Monday, June 25, 2007

Do we stop in Colorado?

You bet we do!! Oh-Be-Joyful is hard to beat. I first ran it back in 2000, and I dragged David there for his first runs in 2005. It may well be the easiest 400 foot mile around, but that doesn't mean its not still class 5. So remember: Oh-Be-Careful!

There are a couple shots of Daisy and the Upper East here too.

Clear Creek of the Arkansas is a nice continuous class 4+ run with little box canyons and ghost town buildings.

Speaking of ghost towns...

This one is called Ironton and it sits at 11,000 feet in elevation. It's one of many towns that sprung up near the old silver mines in Red Mountain that thrived in the 1880's. There is even a ghost town called Chattanooga there! The Yankee Girl mine was in operation until the 1930's but its most profitable years were before the Silver Panic in 1893. Ironton once had over 1000 residents, but the last resident died in the mid 1960's. Several fires have taken their toll on the ghost towns in this area. Its definitely worth checking out if you are traveling from Ouray to Silverton, Colorado. There is a narrow gauge railroad track following the Animas River to Durango. We spent a day on Lime Creek, which is also in the area. Check back for a video clip of Adrenaline Falls! South Mineral is also nearby, which I have run, but rumor has it that it is full of logs now.
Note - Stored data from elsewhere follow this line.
use tracing::{info, warn};

use crate::error::{IntelligenceError, Result};
use crate::models::{QuizQuestion, QuizResult, SummaryResult};
use crate::parser;
use crate::text_model::TextModelClient;

pub const DEFAULT_QUIZ_QUESTIONS: usize = 3;

const FALLBACK_KEY_POINTS: usize = 3;
const FALLBACK_QUIZ_TAGS: usize = 2;
const FALLBACK_OPTIONS: [&str; 4] = ["Definition", "Example", "Application", "Irrelevant"];
const FALLBACK_ANSWER: &str = "Application";

/// Summaries and quizzes for short lessons, from the text model when it
/// answers and from fixed templates when it does not.
pub struct ContentGenerator {
    model: Option<TextModelClient>,
    quiz_questions: usize,
}

impl ContentGenerator {
    pub fn new(model: Option<TextModelClient>) -> Self {
        Self {
            model,
            quiz_questions: DEFAULT_QUIZ_QUESTIONS,
        }
    }

    pub fn with_quiz_questions(mut self, count: usize) -> Self {
        self.quiz_questions = count.max(1);
        self
    }

    pub async fn summarize(
        &self,
        title: &str,
        tags: &[String],
        transcript: Option<&str>,
    ) -> Result<SummaryResult> {
        require_text("title", title)?;

        let Some(model) = &self.model else {
            return Ok(fallback_summary(title, tags));
        };

        info!("Generating summary with {} for: {}", model.model(), title);
        let prompt = format!(
            "Summarize the following short educational reel. Provide 2 sentences and bullet key points.\n\
             Title: {}\nTags: {}\nTranscript: {}",
            title,
            tags.join(", "),
            transcript.filter(|t| !t.trim().is_empty()).unwrap_or("Not provided")
        );

        match model.prompt(prompt).await {
            Ok(text) => Ok(parser::extract_summary(&text)),
            Err(e) => {
                warn!(reason = e.kind(), "Summary generation failed, using template: {}", e);
                Ok(fallback_summary(title, tags))
            }
        }
    }

    pub async fn generate_quiz(&self, topic: &str, tags: &[String]) -> Result<QuizResult> {
        require_text("topic", topic)?;

        let Some(model) = &self.model else {
            return Ok(fallback_quiz(topic, tags));
        };

        info!("Generating quiz with {} for: {}", model.model(), topic);
        let prompt = format!(
            "Create {} concise MCQs with 4 options and answer key for the topic. \
             Start each with \"Question N:\", list the options as A. to D., and end with \"Answer: <letter>\".\n\
             Topic: {}. Tags: {}",
            self.quiz_questions,
            topic,
            tags.join(", ")
        );

        let text = match model.prompt(prompt).await {
            Ok(text) => text,
            Err(e) => {
                warn!(reason = e.kind(), "Quiz generation failed, using template: {}", e);
                return Ok(fallback_quiz(topic, tags));
            }
        };

        match parser::extract_quiz(&text) {
            Some(mut questions) => {
                questions.truncate(self.quiz_questions);
                Ok(QuizResult { questions })
            }
            None => {
                warn!("Model reply contained no usable questions, using template");
                Ok(fallback_quiz(topic, tags))
            }
        }
    }
}

fn require_text(field: &str, value: &str) -> Result<()> {
    if value.trim().is_empty() {
        return Err(IntelligenceError::Validation(format!(
            "{field} must not be empty"
        )));
    }
    Ok(())
}

pub fn fallback_summary(title: &str, tags: &[String]) -> SummaryResult {
    let covered = if tags.is_empty() {
        "core ideas".to_string()
    } else {
        tags.join(", ")
    };

    let mut key_points: Vec<String> = tags
        .iter()
        .take(FALLBACK_KEY_POINTS)
        .map(|tag| format!("Key idea: {tag}"))
        .collect();
    if key_points.is_empty() {
        key_points.push("Key idea: core concept".to_string());
    }

    SummaryResult {
        summary: format!("{title} covers {covered} in under 90 seconds."),
        key_points,
    }
}

/// One templated question per leading tag, or a single one for the topic
pub fn fallback_quiz(topic: &str, tags: &[String]) -> QuizResult {
    let count = tags.len().clamp(1, FALLBACK_QUIZ_TAGS);
    let questions = (0..count)
        .map(|_| QuizQuestion {
            question: format!("What is a core takeaway from {topic}?"),
            options: FALLBACK_OPTIONS.iter().map(|o| o.to_string()).collect(),
            answer: FALLBACK_ANSWER.to_string(),
        })
        .collect();
    QuizResult { questions }
}
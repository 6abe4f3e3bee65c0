use std::collections::HashSet;

use tracing::{info, warn};

use crate::error::Result;
use crate::models::{RankedFeed, ScoredCandidate, VideoCandidate};
use crate::parser;
use crate::scoring::{ScoringEngine, validate_limit};
use crate::text_model::TextModelClient;

pub const DEFAULT_FEED_LIMIT: usize = 15;

/// Builds a learner's feed from the score baseline, letting the text model
/// reorder it when one is configured.
pub struct Recommender {
    engine: ScoringEngine,
    model: Option<TextModelClient>,
    default_limit: usize,
}

impl Recommender {
    pub fn new(engine: ScoringEngine, model: Option<TextModelClient>) -> Self {
        Self {
            engine,
            model,
            default_limit: DEFAULT_FEED_LIMIT,
        }
    }

    pub fn with_default_limit(mut self, limit: usize) -> Self {
        self.default_limit = limit;
        self
    }

    pub async fn recommend(
        &self,
        candidates: &[VideoCandidate],
        recent_tags: &[String],
        limit: Option<usize>,
    ) -> Result<RankedFeed> {
        let limit = limit.unwrap_or(self.default_limit);
        validate_limit(limit)?;

        let pool = self.engine.rank(candidates, recent_tags, limit)?;
        let baseline = RankedFeed {
            video_ids: pool.iter().map(|c| c.video.id.clone()).collect(),
            reranked: false,
        };

        let Some(model) = &self.model else {
            return Ok(baseline);
        };
        if recent_tags.is_empty() || pool.is_empty() {
            return Ok(baseline);
        }

        info!(
            pool = pool.len(),
            tags = recent_tags.len(),
            "Re-ranking feed with text model {}",
            model.model()
        );

        let reply = match model.prompt(ranking_prompt(recent_tags, &pool)).await {
            Ok(text) => text,
            Err(e) => {
                warn!(reason = e.kind(), "Feed re-rank failed, using score order: {}", e);
                return Ok(baseline);
            }
        };

        match parser::extract_ranking(&reply) {
            Some(order) => Ok(merge_ranking(&order, &baseline.video_ids, limit)),
            None => {
                warn!("Model reply contained no ranked ids, using score order");
                Ok(baseline)
            }
        }
    }
}

fn ranking_prompt(recent_tags: &[String], pool: &[ScoredCandidate]) -> String {
    let listing = pool
        .iter()
        .map(|c| format!("- {} :: {}", c.video.id, c.video.title))
        .collect::<Vec<_>>()
        .join("\n");
    format!(
        "Rank these video titles for a learner interested in the provided tags.\n\
         Reply with one line per video, most relevant first, keeping the `id :: title` format.\n\
         Tags: {}\n{}",
        recent_tags.join(", "),
        listing
    )
}

/// Model order first (ids outside the pool dropped), then the rest of the
/// baseline in score order. `reranked` is set only if the model placed an id.
fn merge_ranking(order: &[String], baseline: &[String], limit: usize) -> RankedFeed {
    let pool: HashSet<&str> = baseline.iter().map(String::as_str).collect();
    let mut placed: HashSet<&str> = HashSet::with_capacity(baseline.len());
    let mut video_ids = Vec::with_capacity(baseline.len());

    for id in order {
        if pool.contains(id.as_str()) && placed.insert(id.as_str()) {
            video_ids.push(id.clone());
        }
    }
    let reranked = !video_ids.is_empty();

    for id in baseline {
        if placed.insert(id.as_str()) {
            video_ids.push(id.clone());
        }
    }
    video_ids.truncate(limit);

    RankedFeed {
        video_ids,
        reranked,
    }
}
On another note, if you haven't mountain biked in Crested Butte or Salida, you are really missing out. The single track is incredible.

The Black Canyon of the Gunnison's South Rim is worth a look if you are in central Colorado.

Can you see the horizon through the natural rock arch below?

Mesa Verde National Park was our final stop in Colorado. The cactus were in full bloom both here and at the Black Canyon.

This is the cliff dwelling by the park museum. We were allowed to walk around the dwellings and even descend into a kiva. Kivas are round pool-like areas within the dwellings that are believed to be a sacred religious worship area for the ancient ones that lived here.

Below is the Cliff Palace, Mesa Verde's largest cliff dwelling. It was discovered in the late 1800's by two cowboys. The dwellings are estimated to be built around 1200 AD.

These pictographs are a 6 mile hike, but it is worth it. Bring water!

Mesa Verde had a breathtaking sunset that evening. After enjoying it, we headed to Moab for a day of mountain biking, or was it 'baking'! Then we were on to Idaho.